# General beekeeping > Starting out >  newbee advice

## beevenomman

live near abernethy and looking to start next year, apart from approaching farmers what is the rules  for positioning hives, council etc?
regards neil :Confused:

----------


## gavin

Hi Neil

I'm just over the water from you near Errol.  We did consider running classes in Perth last winter but it just didn't happen.  Might happen this winter, but Dundee is perhaps more likely and also Fife if these are close enough for you.

As for siting bees and regulations, there is nothing you need worry about.  You just need the landowner's permission of course.  There are lots of things to think about**:

- if you put them in a garden or near someone's house, will it be OK when they are in a particularly bad mood such as after a big inspection or when they are queenless?

- is there plenty of forage for them in the area and through several seasons?  Deciduous trees of several types, pasture with clover, waste ground with willowherb, suburbia?

- pollen sources nearby early in the year when it is cold are particularly valuable (snowdrops, willow, blackthorn, cherries, plums ... )

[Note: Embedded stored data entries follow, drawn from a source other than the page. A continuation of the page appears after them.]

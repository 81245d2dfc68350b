//! Admission queue configuration from TOML (`[queue]` section)

use serde::{Deserialize, Serialize};

/// One mixed window shared by several conversations.
#[derive(Debug, Clone, PartialEq, Eq, Serialize, Deserialize)]
pub struct FileSlotConfig {
    pub name: String,
    /// Conversation keys (channel ids, or `private:<user>`)
    #[serde(default)]
    pub members: Vec<String>,
}

#[derive(Debug, Clone, PartialEq, Serialize, Deserialize)]
#[serde(default)]
pub struct FileQueueConfig {
    /// Window length per conversation (default: 20)
    pub slot_size: usize,
    /// Lower bound for trigger resets (default: 2)
    pub min_trigger_count: i64,
    /// Upper bound for trigger resets (default: 6)
    pub max_trigger_count: i64,
    /// Chance a mention forces an early dispatch (default: 0.5)
    pub at_react_possibility: f64,
    /// Messages containing any of these substrings are not admitted
    pub filter: Vec<String>,
    /// Write to every matching slot instead of only the first
    pub apply_to_all_matching: bool,
    pub slots: Vec<FileSlotConfig>,
}

impl Default for FileQueueConfig {
    fn default() -> Self {
        Self {
            slot_size: 20,
            min_trigger_count: 2,
            max_trigger_count: 6,
            at_react_possibility: 0.5,
            filter: Vec::new(),
            apply_to_all_matching: false,
            slots: Vec::new(),
        }
    }
}
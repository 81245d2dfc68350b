//! Handle Inbound use case.
//!
//! [`ChatEngine`] is the entry point for every inbound message:
//!
//! ```text
//! filter ─▶ enqueue ─▶ decrement ─▶ should_dispatch? ─▶ try turn lock ─▶ run turn
//! ```
//!
//! Admission for one window is serialized. [`ChatEngine::admit`] does the
//! ordered part and hands back a [`PendingTurn`]. The admission lock is released
//! before dispatch, so messages keep being admitted (and counting down the
//! trigger) while a turn is in flight. At most one turn runs per window; a
//! message that would dispatch while one is running is only admitted.

use super::forget::ForgetConversationUseCase;
use super::run_turn::{RunTurnUseCase, TurnError, TurnReport};
use crate::admission::AdmissionQueue;
use crate::keyed_lock::{KeyGuard, KeyedLocks};
use crate::ports::conversation_logger::{
    ConversationEvent, ConversationLogger, NoConversationLogger, event,
};
use std::sync::Arc;
use tracing::debug;
use turnstile_domain::{ConversationKey, QueueEntry, WindowId};

/// One message delivered by the host platform.
#[derive(Debug, Clone)]
pub struct InboundMessage {
    pub key: ConversationKey,
    pub entry: QueueEntry,
    /// The message mentions the bot.
    pub was_mentioned: bool,
    /// The bot itself sent this message (e.g. from another client).
    pub authored_by_self: bool,
}

impl InboundMessage {
    pub fn new(key: ConversationKey, entry: QueueEntry) -> Self {
        Self {
            key,
            entry,
            was_mentioned: false,
            authored_by_self: false,
        }
    }

    pub fn mentioned(mut self, was_mentioned: bool) -> Self {
        self.was_mentioned = was_mentioned;
        self
    }

    pub fn from_self(mut self, authored_by_self: bool) -> Self {
        self.authored_by_self = authored_by_self;
        self
    }
}

#[derive(Debug, Clone)]
pub enum InboundOutcome {
    /// Rejected by the admission filter.
    Filtered,
    /// Admitted; no dispatch due.
    Admitted,
    /// Admitted and due, but a turn is already running for this window.
    TurnBusy,
    /// Admitted and a turn ran to completion.
    Turn(Box<TurnReport>),
}

#[derive(Clone)]
pub struct ChatEngine {
    queue: Arc<AdmissionQueue>,
    run_turn: Arc<RunTurnUseCase>,
    forget: Arc<ForgetConversationUseCase>,
    admission_locks: Arc<KeyedLocks<WindowId>>,
    turn_locks: Arc<KeyedLocks<WindowId>>,
    conversation_logger: Arc<dyn ConversationLogger>,
}

impl ChatEngine {
    pub fn new(
        queue: Arc<AdmissionQueue>,
        run_turn: Arc<RunTurnUseCase>,
        forget: Arc<ForgetConversationUseCase>,
    ) -> Self {
        Self {
            queue,
            run_turn,
            forget,
            admission_locks: Arc::new(KeyedLocks::new()),
            turn_locks: Arc::new(KeyedLocks::new()),
            conversation_logger: Arc::new(NoConversationLogger),
        }
    }

    /// Create with a conversation logger.
    pub fn with_conversation_logger(mut self, logger: Arc<dyn ConversationLogger>) -> Self {
        self.conversation_logger = logger;
        self
    }

    pub fn queue(&self) -> &Arc<AdmissionQueue> {
        &self.queue
    }

    /// Admit and, when due, run the turn in place.
    pub async fn handle(&self, message: InboundMessage) -> Result<InboundOutcome, TurnError> {
        match self.admit(message).await {
            Admission::Settled(outcome) => Ok(outcome),
            Admission::Due(turn) => turn.run().await,
        }
    }

    /// The ordered half of [`handle`](Self::handle): enqueue, count down
    /// and decide. Callers that await this in arrival order keep the window
    /// in arrival order and may run the returned turn on another task.
    pub async fn admit(&self, message: InboundMessage) -> Admission {
        let InboundMessage {
            key,
            entry,
            was_mentioned,
            authored_by_self,
        } = message;
        let window_id = self.queue.settings().routing.resolve(&key);
        let _admission = self.admission_locks.lock(&window_id).await;

        let logged = serde_json::json!({
            "conversation": key.as_str(),
            "id": entry.id(),
            "sender_id": entry.sender_id(),
            "sender": entry.sender_display_name(),
            "content": entry.content(),
            "mentioned": was_mentioned,
        });
        if !self.queue.enqueue(&key, entry).await {
            return Admission::Settled(InboundOutcome::Filtered);
        }
        self.conversation_logger
            .log(ConversationEvent::new(event::INBOUND, logged));

        self.queue.decrement_trigger(&key, authored_by_self);
        if authored_by_self {
            return Admission::Settled(InboundOutcome::Admitted);
        }

        let probability = self.run_turn.params().at_react_possibility;
        if !self.queue.should_dispatch(&key, was_mentioned, probability) {
            return Admission::Settled(InboundOutcome::Admitted);
        }

        let Some(turn_guard) = self.turn_locks.try_lock(&window_id) else {
            debug!(conversation = %key, "Turn already running; message admitted only");
            return Admission::Settled(InboundOutcome::TurnBusy);
        };
        let window = self.queue.snapshot(&key);
        Admission::Due(PendingTurn {
            run_turn: self.run_turn.clone(),
            key,
            window,
            _turn_guard: turn_guard,
        })
    }

    /// Clear the conversation. Returns whether its window held anything.
    pub async fn forget(&self, key: &ConversationKey) -> bool {
        let window_id = self.queue.settings().routing.resolve(key);
        let _admission = self.admission_locks.lock(&window_id).await;
        self.forget.execute(key).await
    }
}

/// What [`ChatEngine::admit`] decided.
pub enum Admission {
    Settled(InboundOutcome),
    Due(PendingTurn),
}

/// A due turn. Holds its window's turn lock until [`run`](Self::run)
/// finishes or the value is dropped.
pub struct PendingTurn {
    run_turn: Arc<RunTurnUseCase>,
    key: ConversationKey,
    window: Vec<QueueEntry>,
    _turn_guard: KeyGuard,
}

impl PendingTurn {
    pub fn key(&self) -> &ConversationKey {
        &self.key
    }

    pub async fn run(self) -> Result<InboundOutcome, TurnError> {
        let report = self.run_turn.execute(&self.key, self.window).await;
        report.map(|r| InboundOutcome::Turn(Box::new(r)))
    }
}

- is it sheltered enough so that they can fly when it is less warm or windy?

- frost pocket?

- access for a vehicle to take them in and take them away on their late summer holidays if you fancy some heather honey?

- out of sight of passers-by? 

I'm already in touch with a Neil wanting to start next year, so you'll have to be Neil no. 2!  This year was the year of the Andys.

At least you are close to Thornes for supplies.

cheers

Gavin

----------


## beevenomman

thanks Gavin
there are numerous places in and around Abernethy i will check out all that you have said. I am also interested in collecting Bee Venom, is this easy to do?
Neil

----------


## gavin

I have a book somewhere that describes venom collection.  If I remember right it was a device at the entrance with wires to give the bees a small electric shock which stimulated them to sting a glass plate coated with cling film.  You just then (dry?) and scrape the venom off the glass plate, but need to bear in mind that handling the colony after that treatment requires NASA-style protection.

G.

----------


## gavin

More comments on siting (and I'm sure that others can add to this):

- enough space for you to work all round the bees

- possibility of stands of some kind.  Raise them up on exposed stands rather than blocks and the attentions of mice will be reduced.

- sunny aspect, amongst trees is OK if not directly under the canopy

----------


## beevenomman

Hi Gavin
just been on a little reconnaissance and met a great couple less than a mile away who have an orchard!, they had several hives round about them but they're gone due to building work am not sure what else and they were bemoaning the fact there were no beehives around, then i turned up can you believe that?! it is sheltered, under trees, there is path and of course the orchard, how jammy! is that (pardon the pun)
regards Neil

----------


## gavin

Excellent!  There can be few better places than an orchard.

Is my orchard is better than your orchard?!

 :Stick Out Tongue: 

http://www.sbai.org.uk/sbai_forum/blog.php?1-gavin

----------


## beevenomman

Hi Gavin
probably not, i cant see the pictures you posted?, but i am less than 1000 mtrs from an organic farm with a garden centre!!!!!, any chance of visiting you in the near future?
regards neil

----------


## gavin

What do you mean, probably not?!  Mine *has* to be better than yours!

Try again for the photos in the Blog - they work for me even when I'm not logged in.

Sure, visits are always welcome.  The weekend perhaps?  I'll send you my contact details.

I know that organic farm and have stopped off there on my way home from Thornes to buy a few things (I hope Stromnessbees is reading this!).

G.

----------


## beevenomman

Hi Gavin
Had a great time yesterday being a 'real' bee keeper, yes your orchard is bigger than mine!, I keep having second thoughts about locations, although near the orchard is best, there is limited room.
I'll let you know when I decide and maybe you can check it out for me. I'll be looking to buy a nuc in the spring.
regards Neil

----------


## gavin

Hi Neil

It was great to see you on Saturday and I'm glad that the bees were on their best behaviour.  I have a swarm in a box in the garden too which received its first inspection yesterday.  They were amazingly tolerant considering the time (late evening) and the mess I made of the comb with brood they'd made hanging from the roof.  I gave them some syrup as a thank-you.  Some of the bees you saw are now up in the hills where the world is turning purple.  

Happy to advise on sites or anything.  There are few folk around who sell nucs so you'll get one from somewhere - I haven't been selling but if I have a good winter you never know.

all the best

Gavin

----------


## Alvearium

Hi Neil
Are you a member of the Fife Beekeepers? We have classes starting in January and do our utmost to supply beginners with bees. I have supplied nucs to 3 new beekeepers in the Abernethy area. Check our Combined Fife Beekeepers' website.
Alvearium

----------


## gavin

Are these Abernethy beekeepers go-getting enough to be interested in helping revive the Perth association do you think?  Abernethy is in Perthshire and quite close to Perth, and I know that there are beekeepers in Perth, Dunning, Auchterarder, the Carse of Gowrie ... and although I'm in the East of Scotland BA which meets in Dundee I'd be happy to try to help revive a Perth group.  It could even function as small local group collaborating with the bigger neighbouring ones in Cupar-St Andrews, Scotlandwell, Dunblane, Dundee, and the small one near Fortingall.

----------